Es el precio que todos tenemos que pagar para vivir sanamente, para preservar la paz entre los hombres y entre estos y la naturaleza, así como para cuidar el planeta para las generaciones futuras.
Las nuevas restricciones al derecho romano de propiedad son una conquista civilizatoria. A tal punto que los pueblos que destrozan sus ciudades, talan sus bosques, contaminan sus ríos, intoxican el ambiente con humos, fluidos o ruidos bien merecen el calificativo de salvajes.

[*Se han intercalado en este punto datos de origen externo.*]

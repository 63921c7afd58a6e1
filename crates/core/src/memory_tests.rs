// SPDX-License-Identifier: BUSL-1.1
// Copyright (c) 2026 Alfred Jean LLC

use super::*;
use crate::clock::FakeClock;

const TTL: Duration = Duration::from_secs(30);

fn pair() -> (FakeClock, MemoryClient<FakeClock>, MemoryClient<FakeClock>) {
    let clock = FakeClock::new();
    let store = MemoryStore::with_clock(clock.clone());
    (
        clock,
        MemoryClient::with_store(store.clone()),
        MemoryClient::with_store(store),
    )
}

#[tokio::test]
async fn clients_get_distinct_identities() {
    let (_, c1, c2) = pair();
    assert_ne!(c1.id(), c2.id());
}

#[tokio::test]
async fn set_id_close_and_reconnect() {
    let (_, mut c1, _) = pair();
    c1.set_id("myclient".to_string());
    assert_eq!(c1.id(), "myclient");

    c1.close().await;
    c1.close().await;
    c1.reconnect().await.unwrap();
    c1.reconnect().await.unwrap();

    let c3 = c1.duplicate();
    assert_eq!(c3.id(), "myclient");
}

#[tokio::test]
async fn duplicate_shares_the_table() {
    let (_, c1, _) = pair();
    let mut lock = c1.new_lock("job-x");
    lock.acquire(TTL).await.unwrap();

    let copy = c1.duplicate();
    let info = copy.new_lock("job-x").info().await.unwrap();
    assert!(info.acquired);
    assert_eq!(info.owner, c1.id());
}

#[tokio::test]
async fn lock_contract() {
    let (clock, c1, c2) = pair();
    let mut lock1 = c1.new_lock("job-x");
    let mut lock2 = c2.new_lock("job-x");
    lock1.set_data("client1".to_string());
    lock2.set_data("client2".to_string());

    lock1.acquire(TTL).await.unwrap();

    // Re-acquiring through the handle is contention, not a refresh
    assert!(matches!(lock1.acquire(TTL).await, Err(LockError::LockHeld { .. })));
    assert!(matches!(lock2.acquire(TTL).await, Err(LockError::LockHeld { .. })));
    assert!(matches!(lock2.release().await, Err(LockError::NotOwned { .. })));
    assert!(matches!(lock2.refresh().await, Err(LockError::NotOwned { .. })));

    lock1.refresh().await.unwrap();
    assert!(matches!(
        lock1.refresh_ttl(Duration::from_micros(500)).await,
        Err(LockError::InvalidTtl(_))
    ));
    // A rejected TTL is not stored
    assert_eq!(lock1.ttl(), TTL);

    clock.advance(Duration::from_secs(5));
    let info1 = lock1.info().await.unwrap();
    let info2 = lock2.info().await.unwrap();
    assert_eq!(info1, info2);
    assert_eq!(info1.name, "job-x");
    assert!(info1.acquired);
    assert_eq!(info1.owner, c1.id());
    assert_eq!(info1.data, "client1");
    assert!(info1.ttl > Duration::ZERO && info1.ttl <= TTL);

    lock1.set_data("newdata".to_string());
    lock1.refresh_ttl(info1.ttl * 2).await.unwrap();
    let info3 = lock1.info().await.unwrap();
    assert!(info3.ttl > info1.ttl);
    assert_eq!(info3.data, "newdata");

    lock1.release().await.unwrap();
    assert!(matches!(
        lock1.acquire(Duration::from_micros(500)).await,
        Err(LockError::InvalidTtl(_))
    ));
    assert!(matches!(lock1.release().await, Err(LockError::NotOwned { .. })));
    assert!(matches!(lock1.refresh().await, Err(LockError::NotOwned { .. })));
    assert!(!lock1.info().await.unwrap().acquired);
}

#[tokio::test]
async fn pending_data_reaches_the_store_only_on_refresh() {
    let (_, c1, c2) = pair();
    let mut lock = c1.new_lock("job-x");
    lock.set_data("v1".to_string());
    lock.acquire(TTL).await.unwrap();

    lock.set_data("v2".to_string());
    let observer = c2.new_lock("job-x");
    assert_eq!(observer.info().await.unwrap().data, "v1");

    lock.refresh().await.unwrap();
    assert_eq!(observer.info().await.unwrap().data, "v2");
}

#[tokio::test]
async fn leases_expire() {
    let (clock, c1, c2) = pair();
    let mut lock = c1.new_lock("job-x");
    lock.acquire(Duration::from_secs(1)).await.unwrap();
    clock.advance(Duration::from_secs(2));

    assert!(!lock.info().await.unwrap().acquired);
    assert!(matches!(lock.refresh().await, Err(LockError::NotOwned { .. })));
    assert!(matches!(lock.release().await, Err(LockError::NotOwned { .. })));

    let mut other = c2.new_lock("job-x");
    other.acquire(TTL).await.unwrap();
    assert_eq!(other.info().await.unwrap().owner, c2.id());
}

#[tokio::test]
async fn evict_simulates_a_lost_lease() {
    let (_, c1, _) = pair();
    let mut lock = c1.new_lock("job-x");
    lock.acquire(TTL).await.unwrap();

    assert!(c1.store().evict("job-x"));
    assert!(!c1.store().evict("job-x"));
    assert!(matches!(lock.refresh().await, Err(LockError::NotOwned { .. })));
}

#[tokio::test]
async fn unavailable_store_fails_with_backend_errors() {
    let (_, c1, _) = pair();
    let mut lock = c1.new_lock("job-x");
    lock.acquire(TTL).await.unwrap();

    c1.store().set_unavailable(true);
    assert!(matches!(lock.refresh().await, Err(LockError::Backend(_))));
    assert!(matches!(lock.info().await, Err(LockError::Backend(_))));

    c1.store().set_unavailable(false);
    assert!(lock.info().await.unwrap().acquired);
}

#[tokio::test]
async fn live_lists_only_unexpired_leases() {
    let (clock, c1, _) = pair();
    let mut short = c1.new_lock("short");
    short.acquire(Duration::from_secs(1)).await.unwrap();
    c1.new_lock("long").acquire(TTL).await.unwrap();
    assert_eq!(c1.store().live(), vec!["long", "short"]);

    clock.advance(Duration::from_secs(2));
    assert_eq!(c1.store().live(), vec!["long"]);
}

#[tokio::test]
async fn default_clients_share_the_global_table() {
    let c1 = MemoryClient::new();
    let c2 = MemoryClient::new();
    let name = format!("global-{}", c1.id());

    let mut lock = c1.new_lock(&name);
    lock.acquire(Duration::from_secs(5)).await.unwrap();
    assert!(matches!(
        c2.new_lock(&name).acquire(Duration::from_secs(5)).await,
        Err(LockError::LockHeld { .. })
    ));
    lock.release().await.unwrap();
}
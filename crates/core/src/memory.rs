// SPDX-License-Identifier: BUSL-1.1
// Copyright (c) 2026 Alfred Jean LLC

//! In-memory lease backend
//!
//! The lease table is the source of truth, so a single mutex guarding
//! the whole table is all the synchronisation it needs. Expiry is
//! evaluated against the store's clock on every access.

use crate::backend::{Client, Lock};
use crate::clock::{Clock, SystemClock};
use crate::error::{validate_ttl, LockError};
use crate::id::client_id;
use crate::lease::{Lease, LeaseInput, LeaseState, LockInfo};
use async_trait::async_trait;
use std::collections::HashMap;
use std::sync::{Arc, Mutex, OnceLock};
use std::time::Duration;

/// Smallest TTL the memory backend accepts
pub const MIN_TTL: Duration = Duration::from_millis(1);

static GLOBAL: OnceLock<MemoryStore> = OnceLock::new();

#[derive(Debug, Default)]
struct Table {
    leases: HashMap<String, Lease>,
    unavailable: bool,
}

/// Shared handle on a lease table
#[derive(Clone, Debug)]
pub struct MemoryStore<C: Clock = SystemClock> {
    table: Arc<Mutex<Table>>,
    clock: C,
}

impl MemoryStore<SystemClock> {
    /// Isolated table on the system clock
    pub fn new() -> Self {
        Self::with_clock(SystemClock)
    }

    /// Process-wide table, created on first use
    pub fn global() -> Self {
        GLOBAL.get_or_init(MemoryStore::new).clone()
    }
}

impl Default for MemoryStore<SystemClock> {
    fn default() -> Self {
        Self::new()
    }
}

impl<C: Clock> MemoryStore<C> {
    pub fn with_clock(clock: C) -> Self {
        Self {
            table: Arc::new(Mutex::new(Table::default())),
            clock,
        }
    }

    /// Drop a lease as if it had expired. Returns whether one was live.
    pub fn evict(&self, name: &str) -> bool {
        let mut table = self.table.lock().unwrap_or_else(|e| e.into_inner());
        table
            .leases
            .remove(name)
            .is_some_and(|lease| !lease.is_free(&self.clock))
    }

    /// Make every operation fail with a backend error until reset
    pub fn set_unavailable(&self, unavailable: bool) {
        let mut table = self.table.lock().unwrap_or_else(|e| e.into_inner());
        table.unavailable = unavailable;
    }

    /// Names with a live lease, sorted
    pub fn live(&self) -> Vec<String> {
        let table = self.table.lock().unwrap_or_else(|e| e.into_inner());
        let mut names: Vec<_> = table
            .leases
            .values()
            .filter(|lease| !lease.is_free(&self.clock))
            .map(|lease| lease.name.clone())
            .collect();
        names.sort();
        names
    }

    fn apply(&self, name: &str, input: LeaseInput) -> Result<(), LockError> {
        let mut table = self.table.lock().unwrap_or_else(|e| e.into_inner());
        if table.unavailable {
            return Err(unavailable());
        }

        let lease = table
            .leases
            .get(name)
            .cloned()
            .unwrap_or_else(|| Lease::new(name));
        let next = lease.transition(input, &self.clock)?;

        if next.state == LeaseState::Free {
            table.leases.remove(name);
        } else {
            table.leases.insert(name.to_string(), next);
        }
        Ok(())
    }

    fn info(&self, name: &str) -> Result<LockInfo, LockError> {
        let table = self.table.lock().unwrap_or_else(|e| e.into_inner());
        if table.unavailable {
            return Err(unavailable());
        }
        Ok(table
            .leases
            .get(name)
            .map(|lease| lease.info(&self.clock))
            .unwrap_or_else(|| LockInfo::free(name)))
    }
}

fn unavailable() -> LockError {
    let reason = std::io::Error::new(std::io::ErrorKind::NotConnected, "store unavailable");
    LockError::backend(reason)
}

/// Client over a `MemoryStore`
#[derive(Clone, Debug)]
pub struct MemoryClient<C: Clock = SystemClock> {
    id: String,
    store: MemoryStore<C>,
}

impl MemoryClient<SystemClock> {
    /// Client on the process-wide table with a fresh identity
    pub fn new() -> Self {
        Self::with_store(MemoryStore::global())
    }
}

impl Default for MemoryClient<SystemClock> {
    fn default() -> Self {
        Self::new()
    }
}

impl<C: Clock> MemoryClient<C> {
    /// Client on a specific table with a fresh identity
    pub fn with_store(store: MemoryStore<C>) -> Self {
        Self {
            id: client_id(),
            store,
        }
    }

    pub fn store(&self) -> &MemoryStore<C> {
        &self.store
    }
}

#[async_trait]
impl<C: Clock> Client for MemoryClient<C> {
    type Lock = MemoryLock<C>;

    fn id(&self) -> &str {
        &self.id
    }

    fn set_id(&mut self, id: String) {
        self.id = id;
    }

    async fn reconnect(&mut self) -> Result<(), LockError> {
        Ok(())
    }

    async fn close(&mut self) {}

    fn duplicate(&self) -> Self {
        self.clone()
    }

    fn new_lock(&self, name: &str) -> MemoryLock<C> {
        MemoryLock {
            name: name.to_string(),
            owner: self.id.clone(),
            ttl: Duration::ZERO,
            data: String::new(),
            store: self.store.clone(),
        }
    }
}

/// Lease handle minted by a `MemoryClient`
#[derive(Debug)]
pub struct MemoryLock<C: Clock = SystemClock> {
    name: String,
    owner: String,
    ttl: Duration,
    data: String,
    store: MemoryStore<C>,
}

#[async_trait]
impl<C: Clock> Lock for MemoryLock<C> {
    fn name(&self) -> &str {
        &self.name
    }

    fn owner(&self) -> &str {
        &self.owner
    }

    fn ttl(&self) -> Duration {
        self.ttl
    }

    fn data(&self) -> &str {
        &self.data
    }

    fn set_data(&mut self, data: String) {
        self.data = data;
    }

    async fn acquire(&mut self, ttl: Duration) -> Result<(), LockError> {
        validate_ttl(ttl, MIN_TTL)?;
        self.ttl = ttl;
        self.store.apply(
            &self.name,
            LeaseInput::Acquire {
                owner: self.owner.clone(),
                ttl,
                data: self.data.clone(),
            },
        )
    }

    async fn refresh(&mut self) -> Result<(), LockError> {
        validate_ttl(self.ttl, MIN_TTL)?;
        self.store.apply(
            &self.name,
            LeaseInput::Refresh {
                owner: self.owner.clone(),
                ttl: self.ttl,
                data: self.data.clone(),
            },
        )
    }

    async fn refresh_ttl(&mut self, ttl: Duration) -> Result<(), LockError> {
        validate_ttl(ttl, MIN_TTL)?;
        self.ttl = ttl;
        self.refresh().await
    }

    async fn release(&mut self) -> Result<(), LockError> {
        self.store.apply(
            &self.name,
            LeaseInput::Release {
                owner: self.owner.clone(),
            },
        )
    }

    async fn info(&self) -> Result<LockInfo, LockError> {
        self.store.info(&self.name)
    }
}

#[cfg(test)]
#[path = "memory_tests.rs"]
mod tests;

Como he recordado en columnas anteriores, Salta (quizás sería más lógico hablar del Gobierno de Salta y de ciertos desaprensivos portadores de intereses egoístas) hasta hace muy poco tiempo mostró un olímpico desprecio por los nuevos valores ambientales. Arrasó millones de hectáreas de bosque, polucionó ríos y, sin ir más lejos, degradó el Parque San Martín y desfiguró el centro histórico de la Capital. El argumento falaz aludía al progreso, a la producción y al empleo.
Pero nuevas leyes están poniendo las cosas en su sitio. Leyes y también sentencias que están frenando abusos inconcebibles. Como es el caso del brillante fallo de nuestra Corte de Justicia que ordenó paralizar una obra desmesurada que se levanta hiriendo a una de las esquinas más bellas de nuestra ciudad.